WORK REQUEST → Using the data below, show every line where the word "bool" occurs.

DATA TO USE →

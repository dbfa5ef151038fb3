//! Video record types and status machine.

use schemars::JsonSchema;
use serde::{Deserialize, Serialize};
use std::fmt;
use uuid::Uuid;

/// Unique identifier for a video.
#[derive(Debug, Clone, PartialEq, Eq, Hash, Serialize, Deserialize, JsonSchema)]
#[serde(transparent)]
pub struct VideoId(pub String);

impl VideoId {
    /// Generate a new random video ID.
    pub fn new() -> Self {
        Self(Uuid::new_v4().to_string())
    }

    /// Get the inner string.
    pub fn as_str(&self) -> &str {
        &self.0
    }
}

impl Default for VideoId {
    fn default() -> Self {
        Self::new()
    }
}

impl fmt::Display for VideoId {
    fn fmt(&self, f: &mut fmt::Formatter<'_>) -> fmt::Result {
        write!(f, "{}", self.0)
    }
}

impl From<String> for VideoId {
    fn from(s: String) -> Self {
        Self(s)
    }
}

impl From<&str> for VideoId {
    fn from(s: &str) -> Self {
        Self(s.to_string())
    }
}

/// Unique identifier for a user.
#[derive(Debug, Clone, PartialEq, Eq, Hash, Serialize, Deserialize, JsonSchema)]
#[serde(transparent)]
pub struct UserId(pub String);

impl UserId {
    pub fn as_str(&self) -> &str {
        &self.0
    }
}

impl fmt::Display for UserId {
    fn fmt(&self, f: &mut fmt::Formatter<'_>) -> fmt::Result {
        write!(f, "{}", self.0)
    }
}

impl From<String> for UserId {
    fn from(s: String) -> Self {
        Self(s)
    }
}

impl From<&str> for UserId {
    fn from(s: &str) -> Self {
        Self(s.to_string())
    }
}

/// How the source video arrived.
#[derive(Debug, Clone, Copy, PartialEq, Eq, Serialize, Deserialize, JsonSchema)]
#[serde(rename_all = "snake_case")]
pub enum VideoSourceType {
    Upload,
    Url,
}

/// Video pipeline status.
///
/// Status only advances along the pipeline or jumps to `Failed`;
/// backward transitions are rejected at the persistence boundary via
/// [`VideoStatus::can_transition_to`].
#[derive(Debug, Clone, Copy, PartialEq, Eq, Hash, Serialize, Deserialize, JsonSchema)]
#[serde(rename_all = "snake_case")]
pub enum VideoStatus {
    Uploading,
    Downloading,
    Transcribing,
    Analyzing,
    GeneratingClips,
    Completed,
    Failed,
}

impl VideoStatus {
    /// Transition table for the pipeline state machine.
    pub fn can_transition_to(self, next: VideoStatus) -> bool {
        use VideoStatus::*;
        match (self, next) {
            // Any non-terminal state may fail
            (Completed, Failed) => false,
            (Failed, Failed) => false,
            (_, Failed) => true,
            // Forward-only pipeline order
            (Uploading, Transcribing) => true,
            (Downloading, Transcribing) => true,
            (Transcribing, Analyzing) => true,
            (Analyzing, GeneratingClips) => true,
            (GeneratingClips, Completed) => true,
            _ => false,
        }
    }

    /// True once the video can no longer change status.
    pub fn is_terminal(self) -> bool {
        matches!(self, VideoStatus::Completed | VideoStatus::Failed)
    }

    pub fn as_str(self) -> &'static str {
        match self {
            VideoStatus::Uploading => "uploading",
            VideoStatus::Downloading => "downloading",
            VideoStatus::Transcribing => "transcribing",
            VideoStatus::Analyzing => "analyzing",
            VideoStatus::GeneratingClips => "generating_clips",
            VideoStatus::Completed => "completed",
            VideoStatus::Failed => "failed",
        }
    }

    /// Parse a status stored as text. Unknown values map to `Failed` so a
    /// corrupted row can never be mistaken for in-flight work.
    pub fn parse(s: &str) -> Self {
        match s {
            "uploading" => VideoStatus::Uploading,
            "downloading" => VideoStatus::Downloading,
            "transcribing" => VideoStatus::Transcribing,
            "analyzing" => VideoStatus::Analyzing,
            "generating_clips" => VideoStatus::GeneratingClips,
            "completed" => VideoStatus::Completed,
            _ => VideoStatus::Failed,
        }
    }
}

impl fmt::Display for VideoStatus {
    fn fmt(&self, f: &mut fmt::Formatter<'_>) -> fmt::Result {
        write!(f, "{}", self.as_str())
    }
}

#[cfg(test)]
mod tests {
    use super::*;

    #[test]
    fn status_advances_forward_only() {
        assert!(VideoStatus::Downloading.can_transition_to(VideoStatus::Transcribing));
        assert!(VideoStatus::Transcribing.can_transition_to(VideoStatus::Analyzing));
        assert!(VideoStatus::Analyzing.can_transition_to(VideoStatus::GeneratingClips));
        assert!(VideoStatus::GeneratingClips.can_transition_to(VideoStatus::Completed));

        // No backward transitions
        assert!(!VideoStatus::Analyzing.can_transition_to(VideoStatus::Transcribing));
        assert!(!VideoStatus::Completed.can_transition_to(VideoStatus::GeneratingClips));
        // No stage skipping
        assert!(!VideoStatus::Downloading.can_transition_to(VideoStatus::Analyzing));
    }

    #[test]
    fn any_active_status_can_fail() {
        assert!(VideoStatus::Downloading.can_transition_to(VideoStatus::Failed));
        assert!(VideoStatus::GeneratingClips.can_transition_to(VideoStatus::Failed));
        assert!(!VideoStatus::Completed.can_transition_to(VideoStatus::Failed));
    }

    #[test]
    fn status_roundtrips_through_text() {
        for status in [
            VideoStatus::Uploading,
            VideoStatus::Downloading,
            VideoStatus::Transcribing,
            VideoStatus::Analyzing,
            VideoStatus::GeneratingClips,
            VideoStatus::Completed,
            VideoStatus::Failed,
        ] {
            assert_eq!(VideoStatus::parse(status.as_str()), status);
        }
        assert_eq!(VideoStatus::parse("garbage"), VideoStatus::Failed);
    }
}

RESPONSE FOR THIS EXERCISE →
    pub fn can_transition_to(self, next: VideoStatus) -> bool {
    pub fn is_terminal(self) -> bool {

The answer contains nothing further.